The conduct alleged in the complaint is insufficiently outrageous as a matter of law. Plaintiffs allege no aggravating facts justifying a claim for IIED. Plaintiffs also fail to allege severe emotional distress beyond conclusory allegations. 

The demurrer is SUSTAINED as to the fifth cause of action.

d. Violation of Civil Code Section 1942.4

A violation of Civil Code section 1942.4 does not occur unless certain conditions are met, including “[a] public officer or employee who is responsible for the enforcement of any housing law, after inspecting the premises, has notified the landlord or the landlord’s agent in writing of his or her obligations to abate the nuisance or repair the substandard conditions,” and the landlord fails to abate the conditions within 35 days. (Civ. Code, § 1942.4(a)(2).)
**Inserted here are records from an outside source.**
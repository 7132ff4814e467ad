//! External capability interfaces.
//!
//! The pipeline consumes three expensive external collaborators: speech
//! recognition, face/saliency detection, and clip rendering, plus a cheap
//! media probe for the audio energy envelope. Each is a trait so the worker
//! can run against real backends in production and in-process fakes in tests.

pub mod error;
pub mod retry;

pub use error::{CapabilityError, CapabilityResult};
pub use retry::{call_with_retry, RetryPolicy};

use async_trait::async_trait;
use clipforge_models::{AsrWord, Clip, FrameDetections, SourceVideo};

/// Speech recognition: audio to word-timed transcript.
#[cfg_attr(test, mockall::automock)]
#[async_trait]
pub trait AsrCapability: Send + Sync {
    /// Transcribe the source's audio stream into timed words.
    ///
    /// Word ordering is not guaranteed; the aligner sorts and validates.
    async fn transcribe(&self, video: &SourceVideo) -> CapabilityResult<Vec<AsrWord>>;
}

/// Media probing: audio energy envelope at a fixed sampling interval.
#[cfg_attr(test, mockall::automock)]
#[async_trait]
pub trait MediaProbeCapability: Send + Sync {
    /// Sample the short-term audio energy every `interval` seconds.
    ///
    /// Values are non-negative and unnormalized; the scorer normalizes.
    async fn energy_envelope(
        &self,
        video: &SourceVideo,
        interval: f64,
    ) -> CapabilityResult<Vec<f64>>;
}

/// Face/saliency detection over a sampled time range.
#[cfg_attr(test, mockall::automock)]
#[async_trait]
pub trait DetectionCapability: Send + Sync {
    /// Detect faces (and optionally a saliency centroid) at `sample_fps`
    /// over `[start, end]` of the source.
    async fn detect(
        &self,
        video: &SourceVideo,
        start: f64,
        end: f64,
        sample_fps: f64,
    ) -> CapabilityResult<Vec<FrameDetections>>;
}

/// Output of a render handoff for one clip.
#[derive(Debug, Clone, PartialEq)]
pub struct RenderedClip {
    /// URL (or path) of the encoded vertical video
    pub video_url: String,
    /// URL (or path) of the thumbnail image
    pub thumbnail: String,
}

/// Rendering: clip range + crop path + cues to an encoded video file.
#[cfg_attr(test, mockall::automock)]
#[async_trait]
pub trait RenderCapability: Send + Sync {
    /// Render the clip from the source using its crop path and cues.
    async fn render(&self, video: &SourceVideo, clip: &Clip) -> CapabilityResult<RenderedClip>;
}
Here, the complaint alleges that “representatives of the Los Angeles County Department of Public Health and/or other responsible government agencies have inspected the Apartments and expressly informed Defendants in writing that the Apartments are substandard and violate applicable law.” (Compl. ¶ 74.) The complaint alleges that “failed to timely abate all defects as required.” (Ibid.) This satisfies the requirements of Civil Code section 1942.4.

Defendants argue that “[t]he Complaint fails to specify which governmental agency issued the notice, when any notice was issued, which apartments the notice applied to, what specific violations were cited, and whether 35 days passed without abatement.” (Dem. 12:7-9.) However, these are factual contentions beyond the purview of a demurrer. The complaint alleges sufficient ultimate facts demonstrating a violation of the statute.
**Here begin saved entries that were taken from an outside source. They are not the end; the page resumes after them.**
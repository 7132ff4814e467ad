//! Source video metadata.

use schemars::JsonSchema;
use serde::{Deserialize, Serialize};
use std::fmt;
use uuid::Uuid;

/// Unique identifier for a source video.
#[derive(Debug, Clone, PartialEq, Eq, Hash, Serialize, Deserialize, JsonSchema)]
#[serde(transparent)]
pub struct VideoId(pub String);

impl VideoId {
    /// Generate a new random video ID.
    pub fn new() -> Self {
        Self(Uuid::new_v4().to_string())
    }

    /// Create from an existing string.
    pub fn from_string(s: impl Into<String>) -> Self {
        Self(s.into())
    }

    /// Get the inner string.
    pub fn as_str(&self) -> &str {
        &self.0
    }
}

impl Default for VideoId {
    fn default() -> Self {
        Self::new()
    }
}

impl fmt::Display for VideoId {
    fn fmt(&self, f: &mut fmt::Formatter<'_>) -> fmt::Result {
        write!(f, "{}", self.0)
    }
}

/// An ingested source video. Immutable once created.
#[derive(Debug, Clone, Serialize, Deserialize, JsonSchema)]
pub struct SourceVideo {
    /// Unique video ID
    pub id: VideoId,

    /// Duration in seconds
    pub duration: f64,

    /// Frame rate
    pub fps: f64,

    /// Frame width in pixels
    pub width: u32,

    /// Frame height in pixels
    pub height: u32,

    /// Reference to the audio stream (opaque to the pipeline)
    pub audio_ref: String,
}

impl SourceVideo {
    /// Create a new source video.
    pub fn new(duration: f64, fps: f64, width: u32, height: u32, audio_ref: impl Into<String>) -> Self {
        Self {
            id: VideoId::new(),
            duration,
            fps,
            width,
            height,
            audio_ref: audio_ref.into(),
        }
    }

    /// Check that the metadata describes a processable video.
    ///
    /// Returns a human-readable reason when the source is malformed.
    pub fn validate(&self) -> Result<(), String> {
        if !(self.duration.is_finite() && self.duration > 0.0) {
            return Err(format!("invalid duration: {}", self.duration));
        }
        if !(self.fps.is_finite() && self.fps > 0.0) {
            return Err(format!("invalid frame rate: {}", self.fps));
        }
        if self.width == 0 || self.height == 0 {
            return Err(format!("invalid resolution: {}x{}", self.width, self.height));
        }
        if self.audio_ref.is_empty() {
            return Err("missing audio stream reference".to_string());
        }
        Ok(())
    }

    /// Source aspect ratio (width / height).
    pub fn aspect_ratio(&self) -> f64 {
        self.width as f64 / self.height as f64
    }
}

#[cfg(test)]
mod tests {
    use super::*;

    #[test]
    fn test_valid_video() {
        let video = SourceVideo::new(1200.0, 30.0, 1920, 1080, "audio/main");
        assert!(video.validate().is_ok());
        assert!((video.aspect_ratio() - 16.0 / 9.0).abs() < 0.001);
    }

    #[test]
    fn test_invalid_duration() {
        let video = SourceVideo::new(0.0, 30.0, 1920, 1080, "audio/main");
        assert!(video.validate().is_err());

        let video = SourceVideo::new(f64::NAN, 30.0, 1920, 1080, "audio/main");
        assert!(video.validate().is_err());
    }

    #[test]
    fn test_invalid_resolution() {
        let video = SourceVideo::new(60.0, 30.0, 0, 1080, "audio/main");
        assert!(video.validate().is_err());
    }

    #[test]
    fn test_missing_audio_ref() {
        let video = SourceVideo::new(60.0, 30.0, 1920, 1080, "");
        assert!(video.validate().is_err());
    }
}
The demurrer is OVERRULED as to the sixth cause of action.

II. Motion to Strike

            “In an action for the breach of an obligation not arising from contract, where it is proven by clear and convincing evidence that the defendant has been guilty of oppression, fraud, or malice, the plaintiff, in addition to the actual damages, may recover damages for the sake of example and by way of punishing the defendant.” (Civ. Code, § 3294, subd. (a).) “‘Malice’ means conduct which is intended by the defendant to cause injury to the plaintiff or despicable conduct which is carried on by the defendant with a willful and conscious disregard of the rights or safety of others.” (Id., subd. (c)(1).) “‘Oppression’ means despicable conduct that subjects a person to cruel and unjust hardship in conscious disregard of that person’s rights.” (Id., subd. (c)(2).) Fraud is “intentional misrepresentation, deceit, or concealment of a material fact known to the defendant with the intention on the part of the defendant of thereby depriving a person of property or legal rights or otherwise causing injury.” (Id., subd. (c)(3).)

            The complaint alleges with specificity the defective conditions in the subject property and alleges that Defendants were on notice of the conditions. (Compl. ¶¶ 26.) Defendants were allegedly on notice that such conditions posed serious health risks, yet Defendants failed to remedy the defects. (Ibid.) For pleading purposes, this sufficiently demonstrates a conscious disregard of Plaintiffs’ rights or safety, or the imposition of unjust hardship. Therefore, the complaint adequately pleads a basis for punitive damages.

CONCLUSION

            Defendants’ demurrer is SUSTAINED in part as set forth above without leave to amend. The motion to strike is DENIED.